START DATA UNDER STUDY

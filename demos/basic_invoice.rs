use rachunek::core::*;
use rust_decimal_macros::dec;
use tracing_subscriber::EnvFilter;

fn main() -> Result<(), InvoiceError> {
    // RUST_LOG=rachunek=debug shows every aggregation step
    let filter = EnvFilter::try_from_default_env().unwrap_or_else(|_| EnvFilter::new("info"));
    tracing_subscriber::fmt()
        .with_env_filter(filter)
        .with_target(false)
        .init();

    let mut invoice = Invoice::new();
    invoice.add_product(Product::tax_free("Owoce", dec!(200))?)?;
    invoice.add_product(Product::dairy("Maslanka", dec!(100))?)?;
    invoice.add_product_quantity(Product::other("Wino", dec!(10))?, 2)?;
    invoice.add_product(Product::alcohol("Piwo", dec!(4.99))?)?;
    invoice.add_product_quantity(Product::liquid_fuel("Benzyna", dec!(6.20))?, 40)?;
    // Equal to the first "Wino", so it lands on the same entry.
    invoice.add_product(Product::other("Wino", dec!(10))?)?;

    println!("{invoice}");
    println!("---");
    for line in invoice.lines() {
        let category = line.product.category().map_or("custom", |c| c.code());
        println!(
            "  {:<10} {:>3} x {:>6} [{}] = {}",
            line.product.name(),
            line.quantity,
            line.product.price_with_tax(),
            category,
            line.totals.gross_total
        );
    }
    println!("---");
    let totals = invoice.totals();
    println!("Net:     {}", totals.net_total);
    println!("Tax:     {}", totals.tax_total);
    println!("Gross:   {}", totals.gross_total);

    if let Err(err) = invoice.add_product_quantity(Product::tax_free("Tablet", dec!(1678))?, 0) {
        println!("Rejected: {err}");
    }
    Ok(())
}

END DATA UNDER STUDY

WHAT TO PRODUCE: Take the lines from the one containing "line.totals.gross_total" to the last line of the material above and write them out exactly.

ANSWER TO THIS TASK:
            line.totals.gross_total
        );
    }
    println!("---");
    let totals = invoice.totals();
    println!("Net:     {}", totals.net_total);
    println!("Tax:     {}", totals.tax_total);
    println!("Gross:   {}", totals.gross_total);

    if let Err(err) = invoice.add_product_quantity(Product::tax_free("Tablet", dec!(1678))?, 0) {
        println!("Rejected: {err}");
    }
    Ok(())
}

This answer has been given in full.